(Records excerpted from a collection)
++++++++

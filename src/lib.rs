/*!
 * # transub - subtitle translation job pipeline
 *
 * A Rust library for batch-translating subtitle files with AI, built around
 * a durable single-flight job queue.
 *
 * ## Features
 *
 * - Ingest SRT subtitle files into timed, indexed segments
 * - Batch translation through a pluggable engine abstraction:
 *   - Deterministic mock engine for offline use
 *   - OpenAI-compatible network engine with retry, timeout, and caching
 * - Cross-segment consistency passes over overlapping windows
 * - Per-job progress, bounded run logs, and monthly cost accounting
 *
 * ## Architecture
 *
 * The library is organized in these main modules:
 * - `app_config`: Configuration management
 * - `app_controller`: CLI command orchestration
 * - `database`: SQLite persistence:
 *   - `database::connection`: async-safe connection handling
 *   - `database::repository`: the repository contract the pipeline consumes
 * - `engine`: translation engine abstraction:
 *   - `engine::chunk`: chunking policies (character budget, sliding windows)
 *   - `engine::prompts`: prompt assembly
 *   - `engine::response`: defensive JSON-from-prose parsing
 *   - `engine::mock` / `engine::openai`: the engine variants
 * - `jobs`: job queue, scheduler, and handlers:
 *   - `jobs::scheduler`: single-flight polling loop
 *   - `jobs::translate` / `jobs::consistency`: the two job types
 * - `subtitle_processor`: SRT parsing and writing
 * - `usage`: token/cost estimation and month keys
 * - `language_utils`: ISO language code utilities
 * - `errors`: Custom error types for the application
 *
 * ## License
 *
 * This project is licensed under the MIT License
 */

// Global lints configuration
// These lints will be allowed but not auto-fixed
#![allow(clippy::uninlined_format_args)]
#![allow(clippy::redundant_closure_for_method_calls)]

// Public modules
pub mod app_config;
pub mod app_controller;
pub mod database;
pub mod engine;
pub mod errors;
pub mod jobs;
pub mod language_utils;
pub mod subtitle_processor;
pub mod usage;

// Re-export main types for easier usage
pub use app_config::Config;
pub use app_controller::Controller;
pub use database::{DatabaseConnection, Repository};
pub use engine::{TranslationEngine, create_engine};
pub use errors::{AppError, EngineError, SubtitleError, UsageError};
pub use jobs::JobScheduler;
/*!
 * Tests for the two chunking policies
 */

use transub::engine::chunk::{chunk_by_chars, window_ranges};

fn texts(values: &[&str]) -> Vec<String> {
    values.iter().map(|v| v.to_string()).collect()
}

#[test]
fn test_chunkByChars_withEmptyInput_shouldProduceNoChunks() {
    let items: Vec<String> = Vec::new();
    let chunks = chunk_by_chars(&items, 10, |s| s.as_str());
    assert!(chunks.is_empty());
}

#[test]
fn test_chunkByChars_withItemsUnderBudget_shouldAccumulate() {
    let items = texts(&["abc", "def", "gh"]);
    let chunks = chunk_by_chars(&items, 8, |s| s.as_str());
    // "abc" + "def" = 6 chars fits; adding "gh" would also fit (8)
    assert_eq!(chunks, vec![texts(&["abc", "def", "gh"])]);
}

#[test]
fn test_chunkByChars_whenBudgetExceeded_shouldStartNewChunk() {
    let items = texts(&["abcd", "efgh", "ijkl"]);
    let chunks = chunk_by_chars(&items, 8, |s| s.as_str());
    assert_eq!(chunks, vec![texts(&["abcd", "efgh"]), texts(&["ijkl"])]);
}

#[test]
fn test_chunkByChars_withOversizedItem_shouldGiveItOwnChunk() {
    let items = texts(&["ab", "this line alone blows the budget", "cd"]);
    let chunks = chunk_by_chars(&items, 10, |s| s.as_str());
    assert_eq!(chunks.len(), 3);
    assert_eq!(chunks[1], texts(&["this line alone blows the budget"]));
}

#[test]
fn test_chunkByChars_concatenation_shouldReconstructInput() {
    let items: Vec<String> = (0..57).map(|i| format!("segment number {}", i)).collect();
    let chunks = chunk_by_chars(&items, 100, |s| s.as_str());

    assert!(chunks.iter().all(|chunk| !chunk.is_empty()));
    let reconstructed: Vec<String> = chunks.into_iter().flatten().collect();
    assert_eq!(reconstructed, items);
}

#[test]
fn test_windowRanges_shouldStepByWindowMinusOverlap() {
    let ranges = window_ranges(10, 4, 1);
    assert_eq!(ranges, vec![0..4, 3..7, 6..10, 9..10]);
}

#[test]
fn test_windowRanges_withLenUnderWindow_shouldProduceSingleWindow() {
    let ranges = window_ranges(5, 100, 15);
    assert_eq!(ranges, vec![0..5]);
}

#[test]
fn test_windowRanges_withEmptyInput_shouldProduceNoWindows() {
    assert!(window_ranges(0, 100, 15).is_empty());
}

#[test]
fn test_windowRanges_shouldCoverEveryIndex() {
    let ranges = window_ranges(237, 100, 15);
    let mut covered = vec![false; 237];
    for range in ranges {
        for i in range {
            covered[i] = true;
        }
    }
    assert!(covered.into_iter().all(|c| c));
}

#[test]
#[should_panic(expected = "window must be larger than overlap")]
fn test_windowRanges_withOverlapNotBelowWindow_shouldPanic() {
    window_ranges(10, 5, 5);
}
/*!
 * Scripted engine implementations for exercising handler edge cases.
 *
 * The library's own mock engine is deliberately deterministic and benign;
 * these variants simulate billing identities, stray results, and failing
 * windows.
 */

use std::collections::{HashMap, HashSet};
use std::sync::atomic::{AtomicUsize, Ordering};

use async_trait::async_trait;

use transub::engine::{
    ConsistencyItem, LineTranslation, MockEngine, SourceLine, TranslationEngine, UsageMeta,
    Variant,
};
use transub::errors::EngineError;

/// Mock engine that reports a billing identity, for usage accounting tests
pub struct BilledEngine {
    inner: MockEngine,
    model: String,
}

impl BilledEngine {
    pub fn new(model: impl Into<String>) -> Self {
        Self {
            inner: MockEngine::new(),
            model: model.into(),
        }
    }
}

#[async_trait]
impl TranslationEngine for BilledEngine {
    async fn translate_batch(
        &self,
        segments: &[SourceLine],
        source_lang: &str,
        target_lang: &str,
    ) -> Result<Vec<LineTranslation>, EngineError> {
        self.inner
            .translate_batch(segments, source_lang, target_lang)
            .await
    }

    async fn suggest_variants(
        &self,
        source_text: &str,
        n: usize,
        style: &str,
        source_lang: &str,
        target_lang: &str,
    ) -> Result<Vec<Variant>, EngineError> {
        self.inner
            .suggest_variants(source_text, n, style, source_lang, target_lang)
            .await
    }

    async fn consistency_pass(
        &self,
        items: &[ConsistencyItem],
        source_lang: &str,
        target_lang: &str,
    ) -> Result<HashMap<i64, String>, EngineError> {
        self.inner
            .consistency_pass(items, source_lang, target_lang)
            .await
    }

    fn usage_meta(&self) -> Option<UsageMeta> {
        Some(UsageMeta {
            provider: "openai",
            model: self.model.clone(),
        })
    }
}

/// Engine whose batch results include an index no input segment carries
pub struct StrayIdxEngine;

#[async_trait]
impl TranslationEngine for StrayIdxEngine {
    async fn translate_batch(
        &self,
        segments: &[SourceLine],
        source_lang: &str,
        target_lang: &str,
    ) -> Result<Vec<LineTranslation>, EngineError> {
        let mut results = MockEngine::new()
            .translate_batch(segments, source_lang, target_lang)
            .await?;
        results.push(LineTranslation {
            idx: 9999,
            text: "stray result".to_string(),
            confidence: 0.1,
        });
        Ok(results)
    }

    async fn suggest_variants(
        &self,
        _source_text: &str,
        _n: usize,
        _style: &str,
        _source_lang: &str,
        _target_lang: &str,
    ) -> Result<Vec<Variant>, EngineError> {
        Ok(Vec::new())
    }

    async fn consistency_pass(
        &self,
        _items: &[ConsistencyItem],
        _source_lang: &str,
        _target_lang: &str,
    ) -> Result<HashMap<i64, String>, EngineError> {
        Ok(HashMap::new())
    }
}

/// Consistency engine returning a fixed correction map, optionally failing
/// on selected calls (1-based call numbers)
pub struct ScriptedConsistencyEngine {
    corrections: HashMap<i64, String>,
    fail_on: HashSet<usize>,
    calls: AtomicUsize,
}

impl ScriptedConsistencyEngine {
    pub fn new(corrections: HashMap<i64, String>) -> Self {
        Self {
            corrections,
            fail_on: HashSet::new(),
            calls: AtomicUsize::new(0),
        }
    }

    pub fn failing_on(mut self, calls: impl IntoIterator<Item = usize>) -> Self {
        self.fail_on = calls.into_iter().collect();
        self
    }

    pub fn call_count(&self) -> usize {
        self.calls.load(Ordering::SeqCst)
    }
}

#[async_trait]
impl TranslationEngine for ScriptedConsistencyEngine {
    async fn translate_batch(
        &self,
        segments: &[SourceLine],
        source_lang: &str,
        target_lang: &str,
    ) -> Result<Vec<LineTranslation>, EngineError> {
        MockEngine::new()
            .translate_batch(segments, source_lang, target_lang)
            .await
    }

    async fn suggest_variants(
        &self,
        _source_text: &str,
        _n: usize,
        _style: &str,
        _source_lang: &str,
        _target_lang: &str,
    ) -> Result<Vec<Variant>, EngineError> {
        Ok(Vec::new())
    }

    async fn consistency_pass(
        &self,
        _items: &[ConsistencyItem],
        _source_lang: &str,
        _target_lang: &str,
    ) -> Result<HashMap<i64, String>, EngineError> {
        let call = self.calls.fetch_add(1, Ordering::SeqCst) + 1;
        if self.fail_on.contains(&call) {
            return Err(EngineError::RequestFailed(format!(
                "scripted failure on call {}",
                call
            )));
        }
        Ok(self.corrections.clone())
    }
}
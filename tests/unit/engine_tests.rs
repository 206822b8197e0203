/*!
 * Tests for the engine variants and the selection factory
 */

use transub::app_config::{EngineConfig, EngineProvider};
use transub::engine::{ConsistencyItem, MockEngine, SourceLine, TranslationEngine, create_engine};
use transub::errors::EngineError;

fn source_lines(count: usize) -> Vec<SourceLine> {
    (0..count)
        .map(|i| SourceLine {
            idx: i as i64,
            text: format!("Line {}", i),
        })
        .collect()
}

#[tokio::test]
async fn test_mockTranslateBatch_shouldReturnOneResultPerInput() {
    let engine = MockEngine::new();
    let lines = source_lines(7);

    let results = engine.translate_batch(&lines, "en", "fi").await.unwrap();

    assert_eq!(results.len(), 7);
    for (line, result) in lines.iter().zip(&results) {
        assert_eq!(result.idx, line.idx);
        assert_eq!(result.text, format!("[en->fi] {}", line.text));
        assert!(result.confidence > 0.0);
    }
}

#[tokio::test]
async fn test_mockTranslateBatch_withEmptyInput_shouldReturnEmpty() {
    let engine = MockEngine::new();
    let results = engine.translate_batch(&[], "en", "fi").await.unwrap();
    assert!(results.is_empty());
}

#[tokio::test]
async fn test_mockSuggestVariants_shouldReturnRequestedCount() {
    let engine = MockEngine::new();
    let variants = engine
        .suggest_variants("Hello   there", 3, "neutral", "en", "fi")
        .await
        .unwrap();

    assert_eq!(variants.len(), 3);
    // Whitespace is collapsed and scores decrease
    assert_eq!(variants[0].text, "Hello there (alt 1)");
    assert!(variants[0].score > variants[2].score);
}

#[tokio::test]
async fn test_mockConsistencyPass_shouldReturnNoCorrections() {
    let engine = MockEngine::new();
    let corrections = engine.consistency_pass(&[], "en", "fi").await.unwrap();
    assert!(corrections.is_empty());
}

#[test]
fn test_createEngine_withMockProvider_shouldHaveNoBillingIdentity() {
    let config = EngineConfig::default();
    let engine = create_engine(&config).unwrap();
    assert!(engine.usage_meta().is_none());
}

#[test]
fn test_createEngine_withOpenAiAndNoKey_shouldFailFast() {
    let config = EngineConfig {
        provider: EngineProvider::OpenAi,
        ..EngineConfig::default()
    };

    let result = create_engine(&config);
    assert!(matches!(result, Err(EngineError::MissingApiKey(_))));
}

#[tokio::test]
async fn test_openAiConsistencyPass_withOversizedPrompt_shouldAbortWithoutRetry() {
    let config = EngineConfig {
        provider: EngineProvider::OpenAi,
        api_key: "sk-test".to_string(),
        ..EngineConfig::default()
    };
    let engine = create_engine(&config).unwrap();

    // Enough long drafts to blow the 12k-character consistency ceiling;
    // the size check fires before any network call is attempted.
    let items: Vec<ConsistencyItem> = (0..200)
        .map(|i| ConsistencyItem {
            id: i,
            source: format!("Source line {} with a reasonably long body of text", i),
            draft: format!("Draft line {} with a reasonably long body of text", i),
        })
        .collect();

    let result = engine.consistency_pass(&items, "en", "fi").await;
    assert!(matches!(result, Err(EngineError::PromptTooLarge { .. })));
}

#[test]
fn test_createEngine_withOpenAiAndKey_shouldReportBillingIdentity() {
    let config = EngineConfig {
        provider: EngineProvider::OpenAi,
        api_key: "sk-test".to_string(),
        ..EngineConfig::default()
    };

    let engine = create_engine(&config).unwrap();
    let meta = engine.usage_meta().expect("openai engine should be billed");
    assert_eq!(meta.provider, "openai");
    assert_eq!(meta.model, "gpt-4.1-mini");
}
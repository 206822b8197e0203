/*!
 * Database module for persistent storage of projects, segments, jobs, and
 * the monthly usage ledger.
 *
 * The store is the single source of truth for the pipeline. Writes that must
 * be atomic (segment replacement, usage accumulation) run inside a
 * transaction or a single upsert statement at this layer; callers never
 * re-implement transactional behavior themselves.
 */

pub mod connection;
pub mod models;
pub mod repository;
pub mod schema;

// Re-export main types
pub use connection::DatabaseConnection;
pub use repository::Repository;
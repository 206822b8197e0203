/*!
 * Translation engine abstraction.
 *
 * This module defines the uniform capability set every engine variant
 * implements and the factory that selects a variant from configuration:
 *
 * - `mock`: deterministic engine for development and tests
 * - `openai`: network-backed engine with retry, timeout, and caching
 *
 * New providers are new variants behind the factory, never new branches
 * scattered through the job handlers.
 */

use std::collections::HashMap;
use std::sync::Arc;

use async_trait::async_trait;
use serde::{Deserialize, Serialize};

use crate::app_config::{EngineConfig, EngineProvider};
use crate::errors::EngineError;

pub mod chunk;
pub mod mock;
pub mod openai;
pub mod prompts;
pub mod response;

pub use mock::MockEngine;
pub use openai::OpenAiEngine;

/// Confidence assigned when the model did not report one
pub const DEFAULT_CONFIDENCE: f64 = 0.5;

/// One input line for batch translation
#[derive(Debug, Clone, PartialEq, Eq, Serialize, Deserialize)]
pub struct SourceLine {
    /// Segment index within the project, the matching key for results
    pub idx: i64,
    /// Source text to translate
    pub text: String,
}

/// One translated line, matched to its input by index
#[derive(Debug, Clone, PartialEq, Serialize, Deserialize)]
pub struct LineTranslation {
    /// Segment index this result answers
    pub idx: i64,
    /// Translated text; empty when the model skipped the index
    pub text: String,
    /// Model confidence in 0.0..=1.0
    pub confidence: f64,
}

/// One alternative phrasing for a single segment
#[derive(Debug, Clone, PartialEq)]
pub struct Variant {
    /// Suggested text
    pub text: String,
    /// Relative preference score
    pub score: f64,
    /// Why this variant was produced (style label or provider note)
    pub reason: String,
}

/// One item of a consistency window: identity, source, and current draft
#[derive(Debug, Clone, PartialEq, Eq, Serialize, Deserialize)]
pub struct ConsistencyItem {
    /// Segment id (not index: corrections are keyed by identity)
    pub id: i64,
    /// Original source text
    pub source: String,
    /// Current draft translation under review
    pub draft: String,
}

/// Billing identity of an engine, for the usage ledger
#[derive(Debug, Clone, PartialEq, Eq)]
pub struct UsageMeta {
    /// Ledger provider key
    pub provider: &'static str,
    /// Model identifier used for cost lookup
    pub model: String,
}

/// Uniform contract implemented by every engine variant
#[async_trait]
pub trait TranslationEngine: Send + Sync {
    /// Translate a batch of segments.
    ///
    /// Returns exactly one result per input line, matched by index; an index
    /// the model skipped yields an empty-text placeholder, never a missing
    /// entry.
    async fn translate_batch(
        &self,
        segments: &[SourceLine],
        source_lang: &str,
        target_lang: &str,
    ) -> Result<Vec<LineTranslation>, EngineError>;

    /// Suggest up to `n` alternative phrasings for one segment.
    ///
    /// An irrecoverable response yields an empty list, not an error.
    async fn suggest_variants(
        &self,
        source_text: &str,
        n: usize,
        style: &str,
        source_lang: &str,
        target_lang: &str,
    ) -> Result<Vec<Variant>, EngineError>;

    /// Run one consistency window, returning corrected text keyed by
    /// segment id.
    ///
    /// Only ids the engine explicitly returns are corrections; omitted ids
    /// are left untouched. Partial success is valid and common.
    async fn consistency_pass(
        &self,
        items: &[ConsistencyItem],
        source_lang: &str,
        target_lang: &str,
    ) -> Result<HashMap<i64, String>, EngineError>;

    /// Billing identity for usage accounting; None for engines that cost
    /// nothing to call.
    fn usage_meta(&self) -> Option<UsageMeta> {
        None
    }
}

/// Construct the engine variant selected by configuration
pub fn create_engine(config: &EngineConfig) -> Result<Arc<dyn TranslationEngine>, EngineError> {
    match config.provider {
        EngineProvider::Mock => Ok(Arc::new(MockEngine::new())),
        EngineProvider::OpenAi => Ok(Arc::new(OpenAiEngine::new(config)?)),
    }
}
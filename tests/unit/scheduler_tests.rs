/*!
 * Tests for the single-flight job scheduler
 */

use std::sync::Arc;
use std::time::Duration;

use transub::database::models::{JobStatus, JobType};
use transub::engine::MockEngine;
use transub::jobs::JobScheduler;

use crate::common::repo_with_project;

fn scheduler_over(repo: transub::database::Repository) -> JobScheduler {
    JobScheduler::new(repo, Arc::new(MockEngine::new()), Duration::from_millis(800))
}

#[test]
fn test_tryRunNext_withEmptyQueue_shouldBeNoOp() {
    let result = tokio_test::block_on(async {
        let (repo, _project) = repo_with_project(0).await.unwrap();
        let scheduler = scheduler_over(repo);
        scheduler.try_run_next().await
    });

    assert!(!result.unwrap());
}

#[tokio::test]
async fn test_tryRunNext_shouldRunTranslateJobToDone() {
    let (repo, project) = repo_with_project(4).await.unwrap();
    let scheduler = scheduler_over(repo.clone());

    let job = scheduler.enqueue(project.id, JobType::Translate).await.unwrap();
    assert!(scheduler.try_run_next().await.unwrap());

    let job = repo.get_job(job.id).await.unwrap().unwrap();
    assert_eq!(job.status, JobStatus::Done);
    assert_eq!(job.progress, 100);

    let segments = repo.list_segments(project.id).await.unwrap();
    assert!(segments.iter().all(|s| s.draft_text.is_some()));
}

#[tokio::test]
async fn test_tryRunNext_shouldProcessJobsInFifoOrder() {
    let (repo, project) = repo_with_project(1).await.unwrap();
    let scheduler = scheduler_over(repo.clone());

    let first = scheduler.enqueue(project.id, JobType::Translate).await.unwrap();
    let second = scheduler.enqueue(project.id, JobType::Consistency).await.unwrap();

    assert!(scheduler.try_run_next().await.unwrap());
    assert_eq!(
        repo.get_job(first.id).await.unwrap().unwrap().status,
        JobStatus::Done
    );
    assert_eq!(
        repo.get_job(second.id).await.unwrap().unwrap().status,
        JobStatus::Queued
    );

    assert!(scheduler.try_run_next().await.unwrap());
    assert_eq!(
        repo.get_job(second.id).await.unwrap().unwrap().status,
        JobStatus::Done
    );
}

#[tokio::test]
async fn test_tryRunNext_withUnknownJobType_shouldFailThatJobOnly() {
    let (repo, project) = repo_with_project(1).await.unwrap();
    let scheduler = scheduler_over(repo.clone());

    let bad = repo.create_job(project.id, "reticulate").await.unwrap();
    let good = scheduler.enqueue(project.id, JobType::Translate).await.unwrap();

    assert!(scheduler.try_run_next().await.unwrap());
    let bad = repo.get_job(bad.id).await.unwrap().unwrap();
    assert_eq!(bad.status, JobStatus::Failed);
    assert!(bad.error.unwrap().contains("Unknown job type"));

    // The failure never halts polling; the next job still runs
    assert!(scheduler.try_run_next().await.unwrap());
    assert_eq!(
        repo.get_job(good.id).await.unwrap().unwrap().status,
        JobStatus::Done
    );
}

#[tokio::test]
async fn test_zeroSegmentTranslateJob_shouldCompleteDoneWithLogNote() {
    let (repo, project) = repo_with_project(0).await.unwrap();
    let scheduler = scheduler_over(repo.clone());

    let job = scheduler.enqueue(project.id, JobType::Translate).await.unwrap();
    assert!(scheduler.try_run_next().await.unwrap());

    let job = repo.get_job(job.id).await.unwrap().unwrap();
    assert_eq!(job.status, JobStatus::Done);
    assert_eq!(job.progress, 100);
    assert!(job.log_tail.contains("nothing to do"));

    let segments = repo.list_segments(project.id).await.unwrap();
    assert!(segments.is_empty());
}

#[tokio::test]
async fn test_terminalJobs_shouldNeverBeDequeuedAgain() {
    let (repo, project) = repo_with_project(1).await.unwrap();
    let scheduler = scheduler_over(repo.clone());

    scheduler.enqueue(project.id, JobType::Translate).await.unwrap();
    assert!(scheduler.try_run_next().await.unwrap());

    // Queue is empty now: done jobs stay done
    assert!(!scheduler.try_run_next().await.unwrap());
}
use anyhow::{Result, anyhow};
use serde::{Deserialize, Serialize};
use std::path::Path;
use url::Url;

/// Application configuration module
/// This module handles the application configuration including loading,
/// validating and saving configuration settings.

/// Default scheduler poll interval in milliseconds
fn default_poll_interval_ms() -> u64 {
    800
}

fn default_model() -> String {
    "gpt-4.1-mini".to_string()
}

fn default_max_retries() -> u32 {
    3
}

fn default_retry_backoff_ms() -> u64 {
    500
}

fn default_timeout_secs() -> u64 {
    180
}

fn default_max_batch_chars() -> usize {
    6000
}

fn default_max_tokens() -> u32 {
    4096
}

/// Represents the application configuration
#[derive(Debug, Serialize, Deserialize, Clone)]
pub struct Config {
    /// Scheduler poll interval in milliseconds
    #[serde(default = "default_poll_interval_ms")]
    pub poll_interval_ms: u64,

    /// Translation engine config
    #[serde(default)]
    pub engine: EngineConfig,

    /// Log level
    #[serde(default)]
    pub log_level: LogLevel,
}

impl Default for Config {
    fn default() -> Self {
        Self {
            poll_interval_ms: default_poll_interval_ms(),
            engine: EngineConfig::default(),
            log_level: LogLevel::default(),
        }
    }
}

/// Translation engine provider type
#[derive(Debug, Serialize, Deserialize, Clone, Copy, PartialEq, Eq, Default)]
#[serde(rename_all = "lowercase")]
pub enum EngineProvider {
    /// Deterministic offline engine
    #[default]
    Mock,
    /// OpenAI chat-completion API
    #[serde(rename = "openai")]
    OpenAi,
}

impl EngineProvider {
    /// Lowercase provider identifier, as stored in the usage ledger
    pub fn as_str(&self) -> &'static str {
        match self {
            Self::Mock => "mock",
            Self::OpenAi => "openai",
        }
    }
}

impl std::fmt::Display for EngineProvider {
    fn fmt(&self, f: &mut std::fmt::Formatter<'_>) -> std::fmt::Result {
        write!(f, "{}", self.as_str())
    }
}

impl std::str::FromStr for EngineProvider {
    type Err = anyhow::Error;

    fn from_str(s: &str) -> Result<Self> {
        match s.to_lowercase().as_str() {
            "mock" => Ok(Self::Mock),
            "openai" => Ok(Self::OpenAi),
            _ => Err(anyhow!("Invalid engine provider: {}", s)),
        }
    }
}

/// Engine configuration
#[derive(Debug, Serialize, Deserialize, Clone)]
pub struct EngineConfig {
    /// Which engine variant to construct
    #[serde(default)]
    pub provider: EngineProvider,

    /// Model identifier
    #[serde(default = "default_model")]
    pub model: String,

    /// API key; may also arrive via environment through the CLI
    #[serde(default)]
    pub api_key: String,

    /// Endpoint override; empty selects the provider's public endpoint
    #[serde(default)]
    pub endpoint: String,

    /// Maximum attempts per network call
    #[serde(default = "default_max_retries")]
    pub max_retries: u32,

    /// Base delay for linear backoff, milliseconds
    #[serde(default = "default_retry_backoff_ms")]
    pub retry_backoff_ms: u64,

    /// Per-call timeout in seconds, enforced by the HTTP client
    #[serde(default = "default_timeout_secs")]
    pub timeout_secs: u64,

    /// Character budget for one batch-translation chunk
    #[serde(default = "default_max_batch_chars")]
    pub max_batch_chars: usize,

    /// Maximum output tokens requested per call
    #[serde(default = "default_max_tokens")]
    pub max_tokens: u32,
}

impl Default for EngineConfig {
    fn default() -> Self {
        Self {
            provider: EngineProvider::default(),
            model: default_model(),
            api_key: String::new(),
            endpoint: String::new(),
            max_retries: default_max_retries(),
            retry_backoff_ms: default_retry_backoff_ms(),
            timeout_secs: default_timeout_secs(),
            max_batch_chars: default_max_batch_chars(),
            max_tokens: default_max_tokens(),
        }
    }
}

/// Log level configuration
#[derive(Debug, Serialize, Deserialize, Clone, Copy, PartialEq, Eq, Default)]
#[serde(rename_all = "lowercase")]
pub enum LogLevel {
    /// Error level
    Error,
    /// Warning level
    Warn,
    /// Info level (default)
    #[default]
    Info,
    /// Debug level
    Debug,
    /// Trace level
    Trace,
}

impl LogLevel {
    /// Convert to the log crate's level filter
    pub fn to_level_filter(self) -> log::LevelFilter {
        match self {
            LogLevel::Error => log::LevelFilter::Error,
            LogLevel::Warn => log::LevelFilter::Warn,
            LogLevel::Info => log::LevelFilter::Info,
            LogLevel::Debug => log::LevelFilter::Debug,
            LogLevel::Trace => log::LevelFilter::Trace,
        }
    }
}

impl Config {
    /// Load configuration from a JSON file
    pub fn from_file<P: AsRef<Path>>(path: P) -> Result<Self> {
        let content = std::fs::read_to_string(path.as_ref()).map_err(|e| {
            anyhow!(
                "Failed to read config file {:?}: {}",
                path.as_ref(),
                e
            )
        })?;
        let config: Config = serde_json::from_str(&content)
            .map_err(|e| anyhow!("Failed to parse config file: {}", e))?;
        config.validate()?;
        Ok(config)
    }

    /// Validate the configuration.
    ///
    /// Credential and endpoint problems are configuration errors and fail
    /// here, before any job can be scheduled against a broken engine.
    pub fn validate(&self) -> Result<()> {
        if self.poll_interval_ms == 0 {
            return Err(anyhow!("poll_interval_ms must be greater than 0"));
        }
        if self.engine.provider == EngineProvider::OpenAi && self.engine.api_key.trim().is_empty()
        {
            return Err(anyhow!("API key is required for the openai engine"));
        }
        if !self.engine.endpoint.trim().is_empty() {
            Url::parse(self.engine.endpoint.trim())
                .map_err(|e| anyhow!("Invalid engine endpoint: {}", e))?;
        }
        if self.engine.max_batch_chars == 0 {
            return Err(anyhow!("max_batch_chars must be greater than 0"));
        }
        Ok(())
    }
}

++++++++

TASK TO COMPLETE: Copy each line of the entries in which the string "pipeline" is found.

RESPONSE AREA:
 * # transub - subtitle translation job pipeline
 *   - `database::repository`: the repository contract the pipeline consumes
 * The store is the single source of truth for the pipeline. Writes that must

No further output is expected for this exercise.